### [Listed records]
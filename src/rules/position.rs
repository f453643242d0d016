//! The rules-engine contract the session controller is written against.
//!
//! Positions are values: `play` returns a new position and leaves the
//! receiver untouched. The controller relies on this to validate a move on a
//! throwaway trial before committing anything.

use std::fmt;

use serde::{Deserialize, Serialize};

use crate::errors::RulesResult;
use crate::game_state::chess_types::{Color, PieceKind, Square};
use crate::utils::algebraic::square_name;

/// A requested move. `promotion` is only meaningful for pawn moves onto the
/// last rank.
#[derive(Debug, Clone, Copy, PartialEq, Eq, Hash, Serialize, Deserialize)]
pub struct Move {
    pub from: Square,
    pub to: Square,
    pub promotion: Option<PieceKind>,
}

impl Move {
    #[inline]
    pub const fn new(from: Square, to: Square) -> Self {
        Self {
            from,
            to,
            promotion: None,
        }
    }

    #[inline]
    pub const fn with_promotion(mut self, promotion: Option<PieceKind>) -> Self {
        self.promotion = promotion;
        self
    }
}

/// Long algebraic form, e.g. `e2e4` or `a7a8q`.
impl fmt::Display for Move {
    fn fmt(&self, f: &mut fmt::Formatter<'_>) -> fmt::Result {
        write!(f, "{}{}", square_name(self.from), square_name(self.to))?;
        if let Some(promo) = self.promotion {
            write!(f, "{}", promo.fen_char())?;
        }
        Ok(())
    }
}

/// One entry of a legal-move enumeration. Promotions appear once per
/// promotion kind.
#[derive(Debug, Clone, PartialEq, Eq)]
pub struct LegalMove {
    pub color: Color,
    pub piece: PieceKind,
    pub from: Square,
    pub to: Square,
    pub captured: Option<PieceKind>,
    pub promotion: Option<PieceKind>,
    pub san: String,
}

impl LegalMove {
    #[inline]
    pub fn as_move(&self) -> Move {
        Move::new(self.from, self.to).with_promotion(self.promotion)
    }

    #[inline]
    pub fn is_capture(&self) -> bool {
        self.captured.is_some()
    }
}

/// What the rules engine reports about a move it has applied.
#[derive(Debug, Clone, PartialEq, Eq)]
pub struct MoveResult {
    pub color: Color,
    pub piece: PieceKind,
    pub from: Square,
    pub to: Square,
    pub captured: Option<PieceKind>,
    pub promotion: Option<PieceKind>,
    pub san: String,
}

#[derive(Debug, Clone)]
pub enum PlayOutcome<P> {
    Played(P, MoveResult),
    /// Origin and destination match a pawn promotion but no kind was given.
    NeedsPromotion,
    Illegal,
}

pub trait ChessPosition: Clone + fmt::Debug {
    /// Fresh position from the standard setup, or from `fen` when given.
    fn setup(fen: Option<&str>) -> RulesResult<Self>;

    fn turn(&self) -> Color;

    /// Legal moves for the side to move, optionally only those starting on
    /// `from`.
    fn legal_moves(&self, from: Option<Square>) -> RulesResult<Vec<LegalMove>>;

    fn play(&self, mv: &Move) -> RulesResult<PlayOutcome<Self>>;

    fn is_check(&self) -> RulesResult<bool>;
    fn is_checkmate(&self) -> RulesResult<bool>;
    fn is_stalemate(&self) -> RulesResult<bool>;

    /// Any drawn state: stalemate or one of the automatic draw rules.
    fn is_draw(&self) -> RulesResult<bool> {
        Ok(self.is_stalemate()?
            || self.is_threefold_repetition()?
            || self.is_insufficient_material()?
            || self.is_fifty_move_draw()?)
    }

    fn is_threefold_repetition(&self) -> RulesResult<bool>;
    fn is_insufficient_material(&self) -> RulesResult<bool>;
    fn is_fifty_move_draw(&self) -> RulesResult<bool>;

    /// Full initial setup plus move history in a replayable text form.
    fn serialize(&self) -> RulesResult<String>;

    /// Rebuild a position from `serialize` output.
    fn restore(&self, snapshot: &str) -> RulesResult<Self>;

    fn unit_at(&self, square: Square) -> Option<(Color, PieceKind)>;
    fn king_square(&self, color: Color) -> Option<Square>;
    fn fen(&self) -> String;

    /// Number of moves played since the initial setup.
    fn ply_count(&self) -> usize;
}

### [What you need to do]
Give back the complete data, each line unchanged.

### [Your solution]
filename src/rules/position.rs
repository f453643242d0d016
//! The rules-engine contract the session controller is written against.
//!
//! Positions are values: `play` returns a new position and leaves the
//! receiver untouched. The controller relies on this to validate a move on a
//! throwaway trial before committing anything.

use std::fmt;

use serde::{Deserialize, Serialize};

use crate::errors::RulesResult;
use crate::game_state::chess_types::{Color, PieceKind, Square};
use crate::utils::algebraic::square_name;

/// A requested move. `promotion` is only meaningful for pawn moves onto the
/// last rank.
#[derive(Debug, Clone, Copy, PartialEq, Eq, Hash, Serialize, Deserialize)]
pub struct Move {
    pub from: Square,
    pub to: Square,
    pub promotion: Option<PieceKind>,
}

impl Move {
    #[inline]
    pub const fn new(from: Square, to: Square) -> Self {
        Self {
            from,
            to,
            promotion: None,
        }
    }

    #[inline]
    pub const fn with_promotion(mut self, promotion: Option<PieceKind>) -> Self {
        self.promotion = promotion;
        self
    }
}

/// Long algebraic form, e.g. `e2e4` or `a7a8q`.
impl fmt::Display for Move {
    fn fmt(&self, f: &mut fmt::Formatter<'_>) -> fmt::Result {
        write!(f, "{}{}", square_name(self.from), square_name(self.to))?;
        if let Some(promo) = self.promotion {
            write!(f, "{}", promo.fen_char())?;
        }
        Ok(())
    }
}

/// One entry of a legal-move enumeration. Promotions appear once per
/// promotion kind.
#[derive(Debug, Clone, PartialEq, Eq)]
pub struct LegalMove {
    pub color: Color,
    pub piece: PieceKind,
    pub from: Square,
    pub to: Square,
    pub captured: Option<PieceKind>,
    pub promotion: Option<PieceKind>,
    pub san: String,
}

impl LegalMove {
    #[inline]
    pub fn as_move(&self) -> Move {
        Move::new(self.from, self.to).with_promotion(self.promotion)
    }

    #[inline]
    pub fn is_capture(&self) -> bool {
        self.captured.is_some()
    }
}

/// What the rules engine reports about a move it has applied.
#[derive(Debug, Clone, PartialEq, Eq)]
pub struct MoveResult {
    pub color: Color,
    pub piece: PieceKind,
    pub from: Square,
    pub to: Square,
    pub captured: Option<PieceKind>,
    pub promotion: Option<PieceKind>,
    pub san: String,
}

#[derive(Debug, Clone)]
pub enum PlayOutcome<P> {
    Played(P, MoveResult),
    /// Origin and destination match a pawn promotion but no kind was given.
    NeedsPromotion,
    Illegal,
}

pub trait ChessPosition: Clone + fmt::Debug {
    /// Fresh position from the standard setup, or from `fen` when given.
    fn setup(fen: Option<&str>) -> RulesResult<Self>;

    fn turn(&self) -> Color;

    /// Legal moves for the side to move, optionally only those starting on
    /// `from`.
    fn legal_moves(&self, from: Option<Square>) -> RulesResult<Vec<LegalMove>>;

    fn play(&self, mv: &Move) -> RulesResult<PlayOutcome<Self>>;

    fn is_check(&self) -> RulesResult<bool>;
    fn is_checkmate(&self) -> RulesResult<bool>;
    fn is_stalemate(&self) -> RulesResult<bool>;

    /// Any drawn state: stalemate or one of the automatic draw rules.
    fn is_draw(&self) -> RulesResult<bool> {
        Ok(self.is_stalemate()?
            || self.is_threefold_repetition()?
            || self.is_insufficient_material()?
            || self.is_fifty_move_draw()?)
    }

    fn is_threefold_repetition(&self) -> RulesResult<bool>;
    fn is_insufficient_material(&self) -> RulesResult<bool>;
    fn is_fifty_move_draw(&self) -> RulesResult<bool>;

    /// Full initial setup plus move history in a replayable text form.
    fn serialize(&self) -> RulesResult<String>;

    /// Rebuild a position from `serialize` output.
    fn restore(&self, snapshot: &str) -> RulesResult<Self>;

    fn unit_at(&self, square: Square) -> Option<(Color, PieceKind)>;
    fn king_square(&self, color: Color) -> Option<Square>;
    fn fen(&self) -> String;

    /// Number of moves played since the initial setup.
    fn ply_count(&self) -> usize;
}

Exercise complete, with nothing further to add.